Saved entries
....

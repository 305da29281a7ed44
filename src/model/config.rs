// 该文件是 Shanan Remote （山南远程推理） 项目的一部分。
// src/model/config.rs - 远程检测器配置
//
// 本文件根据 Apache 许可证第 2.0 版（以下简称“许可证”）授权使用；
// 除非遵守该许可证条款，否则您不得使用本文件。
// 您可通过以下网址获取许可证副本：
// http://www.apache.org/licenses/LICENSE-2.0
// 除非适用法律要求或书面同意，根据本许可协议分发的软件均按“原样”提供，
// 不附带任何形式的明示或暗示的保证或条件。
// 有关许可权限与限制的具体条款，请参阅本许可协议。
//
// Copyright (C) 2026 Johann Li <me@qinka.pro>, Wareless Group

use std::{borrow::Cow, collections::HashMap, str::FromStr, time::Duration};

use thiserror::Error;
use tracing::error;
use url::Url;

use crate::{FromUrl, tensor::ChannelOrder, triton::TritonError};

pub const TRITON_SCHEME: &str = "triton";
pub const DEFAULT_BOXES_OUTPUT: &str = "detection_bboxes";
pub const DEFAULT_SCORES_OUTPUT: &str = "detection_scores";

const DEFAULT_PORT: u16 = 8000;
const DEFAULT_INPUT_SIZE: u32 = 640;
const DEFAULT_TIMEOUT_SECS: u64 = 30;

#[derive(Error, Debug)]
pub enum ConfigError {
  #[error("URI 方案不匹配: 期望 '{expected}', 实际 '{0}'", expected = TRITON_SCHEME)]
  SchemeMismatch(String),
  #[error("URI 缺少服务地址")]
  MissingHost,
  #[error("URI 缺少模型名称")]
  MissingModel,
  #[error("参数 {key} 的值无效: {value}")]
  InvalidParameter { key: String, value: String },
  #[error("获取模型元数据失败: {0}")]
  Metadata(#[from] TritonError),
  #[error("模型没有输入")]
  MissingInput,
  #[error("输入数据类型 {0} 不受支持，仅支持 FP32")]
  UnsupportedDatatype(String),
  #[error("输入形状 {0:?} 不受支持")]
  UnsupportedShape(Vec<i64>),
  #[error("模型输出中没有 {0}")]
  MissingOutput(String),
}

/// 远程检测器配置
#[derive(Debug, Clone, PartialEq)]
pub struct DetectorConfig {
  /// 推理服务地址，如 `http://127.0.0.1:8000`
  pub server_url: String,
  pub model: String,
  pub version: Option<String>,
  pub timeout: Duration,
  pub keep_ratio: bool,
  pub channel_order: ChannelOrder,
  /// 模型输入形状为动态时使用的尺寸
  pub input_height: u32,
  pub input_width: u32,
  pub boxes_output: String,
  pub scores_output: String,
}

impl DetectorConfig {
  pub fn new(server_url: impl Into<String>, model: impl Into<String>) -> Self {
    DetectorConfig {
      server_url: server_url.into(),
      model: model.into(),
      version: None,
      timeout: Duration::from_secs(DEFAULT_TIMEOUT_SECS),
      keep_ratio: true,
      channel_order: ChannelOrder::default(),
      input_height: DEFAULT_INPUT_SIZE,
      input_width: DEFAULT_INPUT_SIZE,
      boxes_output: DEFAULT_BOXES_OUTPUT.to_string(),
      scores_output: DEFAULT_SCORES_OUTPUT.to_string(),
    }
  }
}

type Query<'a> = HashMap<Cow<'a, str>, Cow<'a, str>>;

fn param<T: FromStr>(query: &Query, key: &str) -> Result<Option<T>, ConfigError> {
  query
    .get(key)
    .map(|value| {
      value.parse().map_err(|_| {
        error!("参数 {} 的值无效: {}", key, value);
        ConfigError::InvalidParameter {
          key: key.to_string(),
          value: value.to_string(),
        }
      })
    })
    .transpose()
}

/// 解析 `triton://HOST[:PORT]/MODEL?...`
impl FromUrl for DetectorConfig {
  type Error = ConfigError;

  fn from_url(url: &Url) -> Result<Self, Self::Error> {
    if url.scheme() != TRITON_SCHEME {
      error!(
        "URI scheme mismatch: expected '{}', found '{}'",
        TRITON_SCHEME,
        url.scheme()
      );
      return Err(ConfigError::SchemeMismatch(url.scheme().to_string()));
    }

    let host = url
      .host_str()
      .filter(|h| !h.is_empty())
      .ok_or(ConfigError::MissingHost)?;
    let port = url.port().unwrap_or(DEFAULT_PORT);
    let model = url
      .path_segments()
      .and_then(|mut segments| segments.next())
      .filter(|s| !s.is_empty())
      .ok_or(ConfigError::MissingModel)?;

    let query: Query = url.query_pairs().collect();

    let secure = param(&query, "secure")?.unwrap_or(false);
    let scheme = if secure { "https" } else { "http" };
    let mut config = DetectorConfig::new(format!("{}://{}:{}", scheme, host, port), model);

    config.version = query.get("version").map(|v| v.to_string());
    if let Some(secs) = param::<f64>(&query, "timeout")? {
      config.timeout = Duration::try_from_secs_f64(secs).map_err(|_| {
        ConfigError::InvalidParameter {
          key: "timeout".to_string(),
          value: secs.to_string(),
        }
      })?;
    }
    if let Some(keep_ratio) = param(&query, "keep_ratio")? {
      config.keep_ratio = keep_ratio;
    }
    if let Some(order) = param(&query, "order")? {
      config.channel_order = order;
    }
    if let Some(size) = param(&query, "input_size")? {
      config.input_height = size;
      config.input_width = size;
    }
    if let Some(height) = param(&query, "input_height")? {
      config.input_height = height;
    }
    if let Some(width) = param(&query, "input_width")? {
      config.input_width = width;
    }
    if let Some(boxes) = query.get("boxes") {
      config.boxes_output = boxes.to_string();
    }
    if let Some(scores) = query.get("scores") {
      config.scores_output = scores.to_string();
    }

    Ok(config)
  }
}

....

* **Problem statement**
The lines above are to be retyped exactly, with none omitted.

* **Response to the task**
repository 305da29281a7ed44
filename src/model/config.rs
// 该文件是 Shanan Remote （山南远程推理） 项目的一部分。
// src/model/config.rs - 远程检测器配置
//
// 本文件根据 Apache 许可证第 2.0 版（以下简称“许可证”）授权使用；
// 除非遵守该许可证条款，否则您不得使用本文件。
// 您可通过以下网址获取许可证副本：
// http://www.apache.org/licenses/LICENSE-2.0
// 除非适用法律要求或书面同意，根据本许可协议分发的软件均按“原样”提供，
// 不附带任何形式的明示或暗示的保证或条件。
// 有关许可权限与限制的具体条款，请参阅本许可协议。
//
// Copyright (C) 2026 Johann Li <me@qinka.pro>, Wareless Group

use std::{borrow::Cow, collections::HashMap, str::FromStr, time::Duration};

use thiserror::Error;
use tracing::error;
use url::Url;

use crate::{FromUrl, tensor::ChannelOrder, triton::TritonError};

pub const TRITON_SCHEME: &str = "triton";
pub const DEFAULT_BOXES_OUTPUT: &str = "detection_bboxes";
pub const DEFAULT_SCORES_OUTPUT: &str = "detection_scores";

const DEFAULT_PORT: u16 = 8000;
const DEFAULT_INPUT_SIZE: u32 = 640;
const DEFAULT_TIMEOUT_SECS: u64 = 30;

#[derive(Error, Debug)]
pub enum ConfigError {
  #[error("URI 方案不匹配: 期望 '{expected}', 实际 '{0}'", expected = TRITON_SCHEME)]
  SchemeMismatch(String),
  #[error("URI 缺少服务地址")]
  MissingHost,
  #[error("URI 缺少模型名称")]
  MissingModel,
  #[error("参数 {key} 的值无效: {value}")]
  InvalidParameter { key: String, value: String },
  #[error("获取模型元数据失败: {0}")]
  Metadata(#[from] TritonError),
  #[error("模型没有输入")]
  MissingInput,
  #[error("输入数据类型 {0} 不受支持，仅支持 FP32")]
  UnsupportedDatatype(String),
  #[error("输入形状 {0:?} 不受支持")]
  UnsupportedShape(Vec<i64>),
  #[error("模型输出中没有 {0}")]
  MissingOutput(String),
}

/// 远程检测器配置
#[derive(Debug, Clone, PartialEq)]
pub struct DetectorConfig {
  /// 推理服务地址，如 `http://127.0.0.1:8000`
  pub server_url: String,
  pub model: String,
  pub version: Option<String>,
  pub timeout: Duration,
  pub keep_ratio: bool,
  pub channel_order: ChannelOrder,
  /// 模型输入形状为动态时使用的尺寸
  pub input_height: u32,
  pub input_width: u32,
  pub boxes_output: String,
  pub scores_output: String,
}

impl DetectorConfig {
  pub fn new(server_url: impl Into<String>, model: impl Into<String>) -> Self {
    DetectorConfig {
      server_url: server_url.into(),
      model: model.into(),
      version: None,
      timeout: Duration::from_secs(DEFAULT_TIMEOUT_SECS),
      keep_ratio: true,
      channel_order: ChannelOrder::default(),
      input_height: DEFAULT_INPUT_SIZE,
      input_width: DEFAULT_INPUT_SIZE,
      boxes_output: DEFAULT_BOXES_OUTPUT.to_string(),
      scores_output: DEFAULT_SCORES_OUTPUT.to_string(),
    }
  }
}

type Query<'a> = HashMap<Cow<'a, str>, Cow<'a, str>>;

fn param<T: FromStr>(query: &Query, key: &str) -> Result<Option<T>, ConfigError> {
  query
    .get(key)
    .map(|value| {
      value.parse().map_err(|_| {
        error!("参数 {} 的值无效: {}", key, value);
        ConfigError::InvalidParameter {
          key: key.to_string(),
          value: value.to_string(),
        }
      })
    })
    .transpose()
}

/// 解析 `triton://HOST[:PORT]/MODEL?...`
impl FromUrl for DetectorConfig {
  type Error = ConfigError;

  fn from_url(url: &Url) -> Result<Self, Self::Error> {
    if url.scheme() != TRITON_SCHEME {
      error!(
        "URI scheme mismatch: expected '{}', found '{}'",
        TRITON_SCHEME,
        url.scheme()
      );
      return Err(ConfigError::SchemeMismatch(url.scheme().to_string()));
    }

    let host = url
      .host_str()
      .filter(|h| !h.is_empty())
      .ok_or(ConfigError::MissingHost)?;
    let port = url.port().unwrap_or(DEFAULT_PORT);
    let model = url
      .path_segments()
      .and_then(|mut segments| segments.next())
      .filter(|s| !s.is_empty())
      .ok_or(ConfigError::MissingModel)?;

    let query: Query = url.query_pairs().collect();

    let secure = param(&query, "secure")?.unwrap_or(false);
    let scheme = if secure { "https" } else { "http" };
    let mut config = DetectorConfig::new(format!("{}://{}:{}", scheme, host, port), model);

    config.version = query.get("version").map(|v| v.to_string());
    if let Some(secs) = param::<f64>(&query, "timeout")? {
      config.timeout = Duration::try_from_secs_f64(secs).map_err(|_| {
        ConfigError::InvalidParameter {
          key: "timeout".to_string(),
          value: secs.to_string(),
        }
      })?;
    }
    if let Some(keep_ratio) = param(&query, "keep_ratio")? {
      config.keep_ratio = keep_ratio;
    }
    if let Some(order) = param(&query, "order")? {
      config.channel_order = order;
    }
    if let Some(size) = param(&query, "input_size")? {
      config.input_height = size;
      config.input_width = size;
    }
    if let Some(height) = param(&query, "input_height")? {
      config.input_height = height;
    }
    if let Some(width) = param(&query, "input_width")? {
      config.input_width = width;
    }
    if let Some(boxes) = query.get("boxes") {
      config.boxes_output = boxes.to_string();
    }
    if let Some(scores) = query.get("scores") {
      config.scores_output = scores.to_string();
    }

    Ok(config)
  }
}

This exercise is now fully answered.